(This article was first published in the March 25, 2015edition of the Quebec Chronicle-Telegraph, entitled “An appreciation of the Cathedral of the Holy Trinity.”)
Although it has been three decades since I lived in Quebec City, and eight decades since my mother left her home there, I am and will always be a Quebecer, in the true sense of the word. I have family and friends whom I love to visit, and my parents and ancestors all found their final resting place at Mount Hermon Cemetery on the edge of the Saint Lawrence River in Sillery. I subscribe to the Quebec Chronicle-Telegraph, and read about people whom I barely know, or have never met, with great interest.
This is because I continue to feel part of the community. Every time I cross the river on my trips to or from my ancestral home in Kamouraska, 150 km east, there is a certain “frisson” in being back. I pass my ancestors’ homes, the schools they went to, and think about their wonderful childhood anecdotes, such as my grandfather’s stories of walking to school in winter from Lévis to Quebec over the “ice bridge” connecting the two cities in the late 19th century.
I also come to worship at the Cathedral of the Holy Trinity, my “mother church.” It is so referred because my great-great-grandfather Henry Andrews and his family were parishioners at the Cathedral soon after they arrived from England in the early 1800s, only a few years after the Cathedral was completed in 1805.

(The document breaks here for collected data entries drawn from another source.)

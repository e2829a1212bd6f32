//! Toxicity references, the ICI allow-list, and normalized lookup sets.

use std::collections::{BTreeMap, BTreeSet};

use serde::{Deserialize, Serialize};

use crate::ids::ConceptId;
use crate::name::{normalize_name, usable_name};

/// Externally supplied hepatotoxic drug list: concept id to ingredient.
///
/// An ingredient of `None` models a listed id whose ingredient cell was
/// empty; the classifier drops such ids instead of calling them safe.
/// Duplicate ids keep the last ingredient seen.
#[derive(Debug, Clone, Default, PartialEq, Eq, Serialize, Deserialize)]
pub struct ToxicityReference {
    entries: BTreeMap<ConceptId, Option<String>>,
}

impl ToxicityReference {
    pub fn new() -> Self {
        Self::default()
    }

    pub fn from_pairs<I, S>(pairs: I) -> Self
    where
        I: IntoIterator<Item = (ConceptId, Option<S>)>,
        S: Into<String>,
    {
        let mut reference = Self::new();
        for (id, ingredient) in pairs {
            reference.insert(id, ingredient.map(Into::into));
        }
        reference
    }

    pub fn insert(&mut self, id: ConceptId, ingredient: Option<String>) {
        self.entries.insert(id, ingredient);
    }

    pub fn contains_id(&self, id: &ConceptId) -> bool {
        self.entries.contains_key(id)
    }

    /// `None` when the id is not listed; `Some(None)` when listed without an ingredient.
    pub fn ingredient(&self, id: &ConceptId) -> Option<Option<&str>> {
        self.entries.get(id).map(Option::as_deref)
    }

    pub fn ids(&self) -> impl Iterator<Item = &ConceptId> {
        self.entries.keys()
    }

    /// Distinct normalized ingredient names, empty cells skipped.
    pub fn normalized_ingredients(&self) -> BTreeSet<String> {
        self.entries
            .values()
            .flatten()
            .map(|name| normalize_name(name))
            .filter(|name| !name.is_empty())
            .collect()
    }

    pub fn len(&self) -> usize {
        self.entries.len()
    }

    pub fn is_empty(&self) -> bool {
        self.entries.is_empty()
    }
}

/// Concept ids of the default immune checkpoint inhibitor products.
pub const DEFAULT_ICI_CONCEPT_IDS: &[&str] = &[
    "42920398", "1594046", "1594038", "46275962", "42920744", "42922127", "42921578",
];

/// Ingredient names of immune checkpoint inhibitors.
pub const DEFAULT_ICI_NAMES: &[&str] = &[
    "atezolizumab",
    "pembrolizumab",
    "nivolumab",
    "durvalumab",
    "avelumab",
    "ipilimumab",
    "cemiplimab",
    "tislelizumab",
    "camrelizumab",
];

/// Immune checkpoint inhibitors under causality review.
///
/// Classifier exclusion is id-based only. Names are used to locate ICI
/// exposure on the patient timeline.
#[derive(Debug, Clone, PartialEq, Eq, Serialize, Deserialize)]
pub struct IciAllowList {
    ids: BTreeSet<ConceptId>,
    names: BTreeSet<String>,
}

impl Default for IciAllowList {
    fn default() -> Self {
        Self::new(
            DEFAULT_ICI_CONCEPT_IDS
                .iter()
                .filter_map(|id| ConceptId::parse_optional(id)),
            DEFAULT_ICI_NAMES.iter().copied(),
        )
    }
}

impl IciAllowList {
    pub fn new<I, N, S>(ids: I, names: N) -> Self
    where
        I: IntoIterator<Item = ConceptId>,
        N: IntoIterator<Item = S>,
        S: AsRef<str>,
    {
        Self {
            ids: ids.into_iter().collect(),
            names: names
                .into_iter()
                .filter_map(|name| usable_name(name.as_ref()))
                .collect(),
        }
    }

    /// An allow-list that excludes nothing.
    pub fn empty() -> Self {
        Self {
            ids: BTreeSet::new(),
            names: BTreeSet::new(),
        }
    }

    pub fn contains_id(&self, id: &ConceptId) -> bool {
        self.ids.contains(id)
    }

    /// True when either the id or the normalized name identifies an ICI.
    pub fn matches(&self, id: Option<&ConceptId>, normalized_name: &str) -> bool {
        id.is_some_and(|id| self.ids.contains(id)) || self.names.contains(normalized_name)
    }
}

/// Normalized toxic and safe lookup sets consumed by the ratio engine.
///
/// When no safe id or name is supplied at all, every non-toxic drug counts
/// as safe; see [`ReferenceSets::has_safe`]. Rows with an excluded id are
/// never counted.
#[derive(Debug, Clone, Default, PartialEq, Eq)]
pub struct ReferenceSets {
    toxic_ids: BTreeSet<ConceptId>,
    toxic_names: BTreeSet<String>,
    safe_ids: BTreeSet<ConceptId>,
    safe_names: BTreeSet<String>,
    excluded_ids: BTreeSet<ConceptId>,
}

impl ReferenceSets {
    pub fn new() -> Self {
        Self::default()
    }

    #[must_use]
    pub fn with_toxic_ids<I: IntoIterator<Item = ConceptId>>(mut self, ids: I) -> Self {
        self.toxic_ids.extend(ids);
        self
    }

    #[must_use]
    pub fn with_toxic_names<I, S>(mut self, names: I) -> Self
    where
        I: IntoIterator<Item = S>,
        S: AsRef<str>,
    {
        self.toxic_names.extend(normalized(names));
        self
    }

    #[must_use]
    pub fn with_safe_ids<I: IntoIterator<Item = ConceptId>>(mut self, ids: I) -> Self {
        self.safe_ids.extend(ids);
        self
    }

    #[must_use]
    pub fn with_safe_names<I, S>(mut self, names: I) -> Self
    where
        I: IntoIterator<Item = S>,
        S: AsRef<str>,
    {
        self.safe_names.extend(normalized(names));
        self
    }

    #[must_use]
    pub fn with_excluded_ids<I: IntoIterator<Item = ConceptId>>(mut self, ids: I) -> Self {
        self.excluded_ids.extend(ids);
        self
    }

    /// Toxic ids and ingredient names taken straight from a reference list.
    pub fn from_reference(reference: &ToxicityReference) -> Self {
        Self::new()
            .with_toxic_ids(reference.ids().cloned())
            .with_toxic_names(reference.normalized_ingredients())
    }

    /// True iff an explicit safe reference (ids or names) was supplied.
    pub fn has_safe(&self) -> bool {
        !self.safe_ids.is_empty() || !self.safe_names.is_empty()
    }

    /// Name or id match; either signal is enough.
    pub fn is_toxic(&self, id: Option<&ConceptId>, normalized_name: &str) -> bool {
        self.toxic_names.contains(normalized_name)
            || id.is_some_and(|id| self.toxic_ids.contains(id))
    }

    pub fn is_excluded(&self, id: Option<&ConceptId>) -> bool {
        id.is_some_and(|id| self.excluded_ids.contains(id))
    }

    pub fn is_listed_safe(&self, id: Option<&ConceptId>, normalized_name: &str) -> bool {
        self.safe_names.contains(normalized_name)
            || id.is_some_and(|id| self.safe_ids.contains(id))
    }

    pub fn toxic_names(&self) -> &BTreeSet<String> {
        &self.toxic_names
    }

    pub fn safe_names(&self) -> &BTreeSet<String> {
        &self.safe_names
    }
}

fn normalized<I, S>(names: I) -> impl Iterator<Item = String>
where
    I: IntoIterator<Item = S>,
    S: AsRef<str>,
{
    names
        .into_iter()
        .map(|name| normalize_name(name.as_ref()))
        .filter(|name| !name.is_empty())
}

#[cfg(test)]
mod tests {
    use super::*;

    #[test]
    fn default_ici_list_matches_by_id_and_name() {
        let ici = IciAllowList::default();
        assert!(ici.contains_id(&ConceptId::from(42920398)));
        assert!(ici.matches(None, "nivolumab"));
        assert!(!ici.matches(Some(&ConceptId::from(1)), "aspirin"));
    }

    #[test]
    fn reference_keeps_last_duplicate() {
        let reference = ToxicityReference::from_pairs([
            (ConceptId::from(1), Some("Acetaminophen")),
            (ConceptId::from(1), Some("paracetamol")),
        ]);
        assert_eq!(reference.len(), 1);
        assert_eq!(
            reference.ingredient(&ConceptId::from(1)),
            Some(Some("paracetamol"))
        );
    }

    #[test]
    fn safe_flag_tracks_any_safe_input() {
        let sets = ReferenceSets::new().with_toxic_names(["Acetaminophen"]);
        assert!(!sets.has_safe());
        assert!(sets.is_toxic(None, "acetaminophen"));
        let sets = sets.with_safe_ids([ConceptId::from(9)]);
        assert!(sets.has_safe());
    }

    #[test]
    fn excluded_ids_do_not_count_as_safe_input() {
        let sets = ReferenceSets::new().with_excluded_ids([ConceptId::from(30)]);
        assert!(!sets.has_safe());
        assert!(sets.is_excluded(Some(&ConceptId::from(30))));
        assert!(!sets.is_excluded(None));
    }
}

My great-grandmother Emily Andrews LeMesurier, although educated at École Les Ursulines, continued that tradition and worshipped there until she died in 1947 at 96 years old. Her daughter, Estelle LeMesurier Ramsey, married in Kamouraska in 1916, but also worshipped at the Cathedral. My mother, Elga Ramsey Caddell, was the product of a “mixed marriage”-Presbyterian, Methodist and Anglican stock. She said among her favourite childhood memories was attending three Sunday School picnics each year. As a devout Christian, she maintained her Anglican roots, and practiced them in various parishes in Montreal. St. Philip’s in Montreal West seemed to be a “little Quebec,” as many of her former Quebec friends and classmates lived there.
This year, as I have done every year over the past decade, I ensure flowers are placed on the altar at the Cathedral in memory of my mother, my grandmother and my great-grandmother. I do it in appreciation of them and of the faith they have left to me as their legacy.
The Cathedral was my mom’s “mother church,” as it is for many thousands of others across the country, including such luminaries as Hazel McCallion, the Mayor of Mississauga and Rod Andrews, a distant cousin and former bishop of Saskatchewan. One could argue that all Canadian Anglicans are connected to the Cathedral, as it was the first parish to celebrate the Anglican Communion in Canada.
Although as Christians we are admonished not to focus too strongly on material things in favour of the spiritual, there is no question the spiritual manifests itself in great works of art, beautiful buildings, and inspiring institutions. It is also represented in the key elements of community: fellowship, kindness, communication, desire for social justice. Within our great buildings and institutions, we offer these principles a home.
For all Anglicans there should be a church, a “home,” to which we can go to worship. Hence the great value of the Cathedral and its family in the parish that is Canada.
There is no question that Quebec is among the most beautiful cities in North America. But too few Canadians think of it being their “Vielle capitale.” Too few of our fellow citizens from across the country visit Quebec City, to enjoy the qualities of our most historic of cities. And so, too few are able to enjoy the community that is the parish of the Holy Trinity.
I think there is a way for all Anglicans across Canada to connect better, to exchange and visit as frequently as possible. I have suggested to my own parish in Ottawa that we “twin” with the Cathedral, and develop exchanges with Holy Trinity parish, as well as others in Quebec. Although the normal protocol of these sorts of exchanges would be from Cathedral to Cathedral, I hope we might break down those barriers to allow any church to associate itself with the Holy Trinity. As they say, the more the merrier.
One by-product of this relationship would be financial support and increased church attendance from visitors from outside Quebec. But another would be the spiritual benefit of sharing communion at the Cathedral with the kind and generous members of the Holy Trinity family, in the historical setting of the Cathedral.
Through fellowship and sharing, we can build a strong home for the Anglican Church. It is the least we can do to strengthen our faith as Christians.